Lauren Rabaino

Let’s face it: The United States stumbled out of the starting blocks into this century. This administration has supremely screwed things up, that’s a fact. I can’t help but feel a bit despondent when thinking that I spent the prime years of my life growing up in a Bush-run America. Everybody has a defining issue for the upcoming presidential election (hmmm. economy, anyone?). My foremost concern is energy policy. The issues of the economy, jobs, national security, and climate change are all underlying derivatives of energy. It is the lifeblood of modern civilization. I, like many others, feel that just as the 19th century belonged to coal and the 20th century to oil and gas, the 21st century will belong to solar, wind, tidal, biofuel (lipid algae biodiesel is poppin’ son!) and geothermal power, along with plug-in hybrids and smart grids.

Can we expand renewables fast enough? Most definitely. Recent trends in the use of mobile phones and personal computers give a perspective on how quickly new technologies can spread. Sales of solar cells are doubling every two years. Wind turbine manufacturing capacity is growing 25 percent annually.

And while we’re at it, lets just get the nuclear option out of the way. Nuclear power plants cost over $10 billion just to construct. They cost millions more to run and maintain, storage and security costs are through the roof, and they rely on a rare and expensive fuel to function. Nuclear power will continue to provide a fraction of American energy, but it is nonsensical to declare that nuclear power alone will provide us with the most affordable prices.

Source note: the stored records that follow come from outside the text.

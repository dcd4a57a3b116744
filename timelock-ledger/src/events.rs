//! Ledger events
//!
//! Every successful mutation emits one event. Events are kept in a bounded
//! in-memory buffer for observers and mirrored to `tracing`; they are not
//! part of the persisted state (the transaction history is the audit log).

use crate::types::{Amount, Principal, Tick};
use serde::{Deserialize, Serialize};
use std::collections::VecDeque;
use std::fmt;

/// Event topic
#[derive(Debug, Clone, Copy, PartialEq, Eq, Hash, Serialize, Deserialize)]
pub enum EventTopic {
    /// Funds deposited (available or into a tranche)
    Deposit,
    /// Owner set an account's unlock tick
    SetUnlockHeight,
    /// Tranche carved out of the unallocated balance
    AddTier,
    /// Unlocked funds withdrawn
    Withdraw,
    /// Early exit under penalty
    EmergencyWithdraw,
    /// Account chose its interest rate
    SetInterestRate,
    /// Owner recorded lock metadata
    SetLockData,
    /// Accrued interest realized
    CreditInterest,
    /// Recorder appended a history record
    RecordTransaction,
    /// Reminder scheduled
    SetReminder,
    /// Reminder acknowledged
    MarkAsNotified,
}

impl EventTopic {
    /// Topic name
    pub fn as_str(&self) -> &'static str {
        match self {
            EventTopic::Deposit => "deposit",
            EventTopic::SetUnlockHeight => "set-unlock-height",
            EventTopic::AddTier => "add-tier",
            EventTopic::Withdraw => "withdraw",
            EventTopic::EmergencyWithdraw => "emergency-withdraw",
            EventTopic::SetInterestRate => "set-interest-rate",
            EventTopic::SetLockData => "set-lock-data",
            EventTopic::CreditInterest => "credit-interest",
            EventTopic::RecordTransaction => "record-transaction",
            EventTopic::SetReminder => "set-reminder",
            EventTopic::MarkAsNotified => "mark-as-notified",
        }
    }
}

impl fmt::Display for EventTopic {
    fn fmt(&self, f: &mut fmt::Formatter<'_>) -> fmt::Result {
        f.write_str(self.as_str())
    }
}

/// Emitted event
#[derive(Debug, Clone, PartialEq, Eq, Serialize, Deserialize)]
pub struct LedgerEvent {
    /// Emission order across the ledger
    pub sequence: u64,

    /// Tick the event was emitted at
    pub tick: Tick,

    /// Topic
    pub topic: EventTopic,

    /// Principal the event concerns
    pub principal: Principal,

    /// Amount moved, if any
    pub amount: Option<Amount>,

    /// Tick argument (unlock, release, or due tick), if any
    pub target_tick: Option<Tick>,
}

/// Bounded buffer of recent events
#[derive(Debug, Clone)]
pub struct EventBuffer {
    capacity: usize,
    next_sequence: u64,
    events: VecDeque<LedgerEvent>,
}

impl EventBuffer {
    /// Create buffer retaining at most `capacity` events
    pub fn new(capacity: usize) -> Self {
        Self {
            capacity,
            next_sequence: 0,
            events: VecDeque::with_capacity(capacity.min(1024)),
        }
    }

    /// Append an event, evicting the oldest when full
    pub fn emit(
        &mut self,
        tick: Tick,
        topic: EventTopic,
        principal: &Principal,
        amount: Option<Amount>,
        target_tick: Option<Tick>,
    ) -> u64 {
        let sequence = self.next_sequence;
        self.next_sequence += 1;

        tracing::info!(
            sequence,
            tick,
            topic = %topic,
            principal = %principal,
            amount = ?amount,
            target_tick = ?target_tick,
            "Ledger event"
        );

        if self.capacity == 0 {
            return sequence;
        }
        if self.events.len() == self.capacity {
            self.events.pop_front();
        }
        self.events.push_back(LedgerEvent {
            sequence,
            tick,
            topic,
            principal: principal.clone(),
            amount,
            target_tick,
        });
        sequence
    }

    /// Retained events, oldest first
    pub fn recent(&self) -> Vec<LedgerEvent> {
        self.events.iter().cloned().collect()
    }

    /// Retained events for one topic
    pub fn by_topic(&self, topic: EventTopic) -> Vec<LedgerEvent> {
        self.events.iter().filter(|e| e.topic == topic).cloned().collect()
    }
}

#[cfg(test)]
mod tests {
    use super::*;

    #[test]
    fn test_buffer_evicts_oldest() {
        let mut buffer = EventBuffer::new(2);
        let p = Principal::new("p");
        buffer.emit(1, EventTopic::Deposit, &p, Some(10), None);
        buffer.emit(2, EventTopic::SetUnlockHeight, &p, None, Some(9));
        buffer.emit(3, EventTopic::Withdraw, &p, Some(5), None);

        let recent = buffer.recent();
        assert_eq!(recent.len(), 2);
        assert_eq!(recent[0].sequence, 1);
        assert_eq!(recent[1].topic, EventTopic::Withdraw);
    }

    #[test]
    fn test_zero_capacity_still_sequences() {
        let mut buffer = EventBuffer::new(0);
        let p = Principal::new("p");
        assert_eq!(buffer.emit(1, EventTopic::Deposit, &p, Some(1), None), 0);
        assert_eq!(buffer.emit(1, EventTopic::Deposit, &p, Some(1), None), 1);
        assert!(buffer.recent().is_empty());
    }

    #[test]
    fn test_topic_names() {
        assert_eq!(EventTopic::SetUnlockHeight.to_string(), "set-unlock-height");
        assert_eq!(EventTopic::MarkAsNotified.as_str(), "mark-as-notified");
    }
}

Nuclear is over-hyped; if you examine the entire fuel cycle, from digging up the uranium, enriching it, transporting and building the very concrete-intensive reactor, it is definitely not carbon-neutral.

With the current economic crisis, it might seem a bit overbearing to mention another eminent market failure. But if you think the mortgage meltdown is troubling, wait until the markets discover the real price of carbon and realize that our entire economy is, essentially, built on a planetary accounting fraud. In late 2006, Nicholas Stern, former chief economist at the World Bank, released an earth-shaking study on the future costs of climate change. He discussed the failure of the current market to incorporate the cost of burning fossil fuels into its accounting, which he speculated to be in the trillions of dollars. With the economy as large as it is, the indirect costs of burning coal (air pollution, acid rain, devastated ecosystems, etc.) can exceed the direct costs, namely those of mining the coal and transporting it. As a result of these neglected externalities, the market is undervaluing many goods and services, creating price distortions. In our modern high-tech civilization, it is easy to forget that the economy is wholly dependent on the earth’s natural systems and resources. What we need is a true cost analysis, which includes more than just the accounting costs of utilities and includes the costs our environment and common areas have to bear.

We are nearing a crossroads. Our generation will ultimately decide between one path headed toward economic decline and another headed toward sustainable economic progress. If we choose to fully to commit to the latter, the change will be painful. We’ve spent the last eight years with a White House full of former oil executives pushing the status quo rather than preparing America for a wide-scale energy transition. Considering where we should be at this point, we’ve got a lot of catching up to do. Building a new energy economy will involve massive workforce upheaval, require enormous government policy initiatives (research, smart incentives and tax breaks), and a focus on private investment. Just in Silicon Valley last year, venture capital investment in renewable energy and clean technology rose 173 percent to over $1 billion.

The last time we took such issues seriously, in Jimmy Carter’s day, it was called an “energy crisis.” Thermostats were turned down across the land and we went into R&D overdrive. And that crisis was only about the price of oil, which topped out at all of $78 a barrel in today’s dollars. Few were talking about global warming or blood for oil (see: Iraq).

Today’s energy crisis is on a different scale.

Greenhouse gases, geology, and geopolitics give us no choice but to change our ways. The truth is, that change has already begun. Just as in the last three years we’ve gone from debating the validity of climate change to being confronted daily with the rapidity of glacial melting, so too will the shift to a post-fossil economy soon be painfully evident. We can – as we did when confronted with the Great Depression or World War II – overhaul our society and economy and emerge stronger, or we can get swamped by change, watching helplessly as other nations ride the wave of post-carbon innovation. You decide.

Ben Eckold is a business senior with a minor in sustainable environments. “The Green Spot” will run every in this section every Tuesday. The column features a variety of writers on environmental and sustainability issues.